(Saved entries)
○ ○ ○ ○

//! Configuration (layered: defaults < config file < environment < code).

use std::path::{Path, PathBuf};
use std::time::Duration;

use serde::{Deserialize, Serialize};

use crate::error::{Result, TurnstileError};
use crate::util::retry::RetryPolicy;

pub const DEFAULT_MAX_ITERATIONS: usize = 20;
pub const DEFAULT_MODEL: &str = "gpt-4o-mini";
pub const DEFAULT_EMBEDDING_MODEL: &str = "text-embedding-3-small";

const ENV_MAX_ITERATIONS: &str = "TURNSTILE_MAX_ITERATIONS";
const ENV_STREAMING: &str = "TURNSTILE_STREAMING";
const ENV_TOOL_TIMEOUT_MS: &str = "TURNSTILE_TOOL_TIMEOUT_MS";
const ENV_RETRY_MAX_ATTEMPTS: &str = "TURNSTILE_RETRY_MAX_ATTEMPTS";
const ENV_CHECKPOINT_DIR: &str = "TURNSTILE_CHECKPOINT_DIR";
const ENV_MODEL: &str = "TURNSTILE_MODEL";
const ENV_CONFIG_FILE: &str = "TURNSTILE_CONFIG";

/// `~/.turnstile`, or `./.turnstile` when no home directory is known.
pub fn default_home_dir() -> PathBuf {
    directories::UserDirs::new()
        .map(|dirs| dirs.home_dir().join(".turnstile"))
        .unwrap_or_else(|| PathBuf::from(".turnstile"))
}

/// Executor limits and behavior.
#[derive(Debug, Clone, PartialEq, Serialize, Deserialize)]
#[serde(default)]
pub struct ExecutorSettings {
    /// Model calls allowed per turn, counted across resumes.
    pub max_iterations: usize,
    /// Consume provider streams and emit deltas.
    pub streaming: bool,
    /// Default per-tool timeout; tools may override.
    pub tool_timeout_ms: Option<u64>,
    pub retry: RetryPolicy,
}

impl Default for ExecutorSettings {
    fn default() -> Self {
        Self {
            max_iterations: DEFAULT_MAX_ITERATIONS,
            streaming: false,
            tool_timeout_ms: None,
            retry: RetryPolicy::default(),
        }
    }
}

impl ExecutorSettings {
    pub fn tool_timeout(&self) -> Option<Duration> {
        self.tool_timeout_ms.map(Duration::from_millis)
    }
}

#[derive(Debug, Clone, Default, PartialEq, Serialize, Deserialize)]
#[serde(default)]
pub struct CheckpointSettings {
    /// Directory for the file checkpoint store.
    pub dir: Option<PathBuf>,
}

impl CheckpointSettings {
    pub fn resolved_dir(&self) -> PathBuf {
        self.dir
            .clone()
            .unwrap_or_else(|| default_home_dir().join("checkpoints"))
    }
}

#[derive(Clone, PartialEq, Serialize, Deserialize)]
#[serde(default)]
pub struct OpenAiSettings {
    pub api_key: Option<String>,
    pub base_url: Option<String>,
    pub model: String,
    pub embedding_model: String,
}

impl Default for OpenAiSettings {
    fn default() -> Self {
        Self {
            api_key: None,
            base_url: None,
            model: DEFAULT_MODEL.to_string(),
            embedding_model: DEFAULT_EMBEDDING_MODEL.to_string(),
        }
    }
}

impl std::fmt::Debug for OpenAiSettings {
    fn fmt(&self, f: &mut std::fmt::Formatter<'_>) -> std::fmt::Result {
        f.debug_struct("OpenAiSettings")
            .field("api_key", &self.api_key.as_ref().map(|_| ".."))
            .field("base_url", &self.base_url)
            .field("model", &self.model)
            .field("embedding_model", &self.embedding_model)
            .finish()
    }
}

/// Layered configuration for turnstile.
///
/// ```toml
/// [executor]
/// max_iterations = 10
/// streaming = true
///
/// [openai]
/// model = "gpt-4o"
/// ```
#[derive(Debug, Clone, Default, PartialEq, Serialize, Deserialize)]
#[serde(default)]
pub struct TurnstileConfig {
    pub executor: ExecutorSettings,
    pub checkpoint: CheckpointSettings,
    pub openai: OpenAiSettings,
}

impl TurnstileConfig {
    /// Defaults, then `~/.turnstile/config.toml` (or `$TURNSTILE_CONFIG`),
    /// then `.env` and process environment.
    pub fn load() -> Result<Self> {
        let _ = dotenvy::dotenv(); // load .env if present, ignore error
        let path = std::env::var(ENV_CONFIG_FILE)
            .map(PathBuf::from)
            .unwrap_or_else(|_| default_home_dir().join("config.toml"));
        let config = Self::load_file(&path)?.unwrap_or_default();
        config.with_env_vars(std::env::vars())
    }

    /// Parse a config file; `Ok(None)` when it does not exist.
    pub fn load_file(path: &Path) -> Result<Option<Self>> {
        match std::fs::read_to_string(path) {
            Ok(raw) => Self::from_toml_str(&raw).map(Some),
            Err(err) if err.kind() == std::io::ErrorKind::NotFound => Ok(None),
            Err(err) => Err(err.into()),
        }
    }

    pub fn from_toml_str(raw: &str) -> Result<Self> {
        toml::from_str(raw)
            .map_err(|e| TurnstileError::Configuration(format!("invalid config file: {e}")))
    }

    /// Overlay recognized environment variables.
    pub fn with_env_vars<I, K, V>(mut self, vars: I) -> Result<Self>
    where
        I: IntoIterator<Item = (K, V)>,
        K: AsRef<str>,
        V: Into<String>,
    {
        for (key, value) in vars {
            let value: String = value.into();
            match key.as_ref() {
                ENV_MAX_ITERATIONS => self.executor.max_iterations = parse_env(ENV_MAX_ITERATIONS, &value)?,
                ENV_STREAMING => self.executor.streaming = parse_bool(ENV_STREAMING, &value)?,
                ENV_TOOL_TIMEOUT_MS => {
                    self.executor.tool_timeout_ms = Some(parse_env(ENV_TOOL_TIMEOUT_MS, &value)?)
                }
                ENV_RETRY_MAX_ATTEMPTS => {
                    self.executor.retry.max_attempts = parse_env(ENV_RETRY_MAX_ATTEMPTS, &value)?
                }
                ENV_CHECKPOINT_DIR => self.checkpoint.dir = Some(PathBuf::from(value)),
                ENV_MODEL => self.openai.model = value,
                "OPENAI_API_KEY" => self.openai.api_key = Some(value),
                "OPENAI_BASE_URL" => self.openai.base_url = Some(value),
                _ => {}
            }
        }
        if self.executor.max_iterations == 0 {
            return Err(TurnstileError::Configuration(
                "max_iterations must be at least 1".into(),
            ));
        }
        Ok(self)
    }

    pub fn with_max_iterations(mut self, max_iterations: usize) -> Self {
        self.executor.max_iterations = max_iterations;
        self
    }

    pub fn with_streaming(mut self, streaming: bool) -> Self {
        self.executor.streaming = streaming;
        self
    }

    pub fn with_retry(mut self, retry: RetryPolicy) -> Self {
        self.executor.retry = retry;
        self
    }

    pub fn with_openai_api_key(mut self, key: impl Into<String>) -> Self {
        self.openai.api_key = Some(key.into());
        self
    }
}

fn parse_env<T: std::str::FromStr>(name: &str, value: &str) -> Result<T> {
    value
        .trim()
        .parse()
        .map_err(|_| TurnstileError::Configuration(format!("{name}: cannot parse '{value}'")))
}

fn parse_bool(name: &str, value: &str) -> Result<bool> {
    match value.trim().to_ascii_lowercase().as_str() {
        "1" | "true" | "yes" | "on" => Ok(true),
        "0" | "false" | "no" | "off" => Ok(false),
        _ => Err(TurnstileError::Configuration(format!(
            "{name}: expected a boolean, got '{value}'"
        ))),
    }
}

#[cfg(test)]
mod tests {
    use super::*;
    use tempfile::TempDir;

    #[test]
    fn defaults_match_documented_values() {
        let config = TurnstileConfig::default();
        assert_eq!(config.executor.max_iterations, 20);
        assert_eq!(config.executor.retry.max_attempts, 3);
        assert!(!config.executor.streaming);
        assert_eq!(config.openai.model, DEFAULT_MODEL);
    }

    #[test]
    fn file_overrides_defaults_and_env_overrides_file() {
        let dir = TempDir::new().unwrap();
        let path = dir.path().join("config.toml");
        std::fs::write(
            &path,
            "[executor]\nmax_iterations = 5\nstreaming = true\n\n[openai]\nmodel = \"gpt-4o\"\n",
        )
        .unwrap();

        let from_file = TurnstileConfig::load_file(&path).unwrap().unwrap();
        assert_eq!(from_file.executor.max_iterations, 5);
        assert!(from_file.executor.streaming);
        assert_eq!(from_file.executor.retry, RetryPolicy::default());

        let layered = from_file
            .with_env_vars([
                ("TURNSTILE_MAX_ITERATIONS", "3"),
                ("OPENAI_API_KEY", "sk-env"),
                ("UNRELATED", "x"),
            ])
            .unwrap();
        assert_eq!(layered.executor.max_iterations, 3);
        assert!(layered.executor.streaming);
        assert_eq!(layered.openai.model, "gpt-4o");
        assert_eq!(layered.openai.api_key.as_deref(), Some("sk-env"));

        let coded = layered.with_max_iterations(7);
        assert_eq!(coded.executor.max_iterations, 7);
    }

    #[test]
    fn missing_file_is_not_an_error() {
        let dir = TempDir::new().unwrap();
        assert!(TurnstileConfig::load_file(&dir.path().join("absent.toml"))
            .unwrap()
            .is_none());
    }

    #[test]
    fn rejects_unparseable_values() {
        let err = TurnstileConfig::default()
            .with_env_vars([("TURNSTILE_STREAMING", "maybe")])
            .unwrap_err();
        assert!(matches!(err, TurnstileError::Configuration(_)));

        let err = TurnstileConfig::default()
            .with_env_vars([("TURNSTILE_MAX_ITERATIONS", "0")])
            .unwrap_err();
        assert!(err.to_string().contains("max_iterations must be at least 1"));

        assert!(TurnstileConfig::from_toml_str("executor = 3").is_err());
    }

    #[test]
    fn debug_output_hides_api_key() {
        let config = TurnstileConfig::default().with_openai_api_key("sk-secret");
        assert!(!format!("{config:?}").contains("sk-secret"));
    }
}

○ ○ ○ ○

__WHAT YOU HAVE TO DO__: Looking through the data above, count the lines that include the string "Deserialize" and give only the count.

__ANSWER__: 5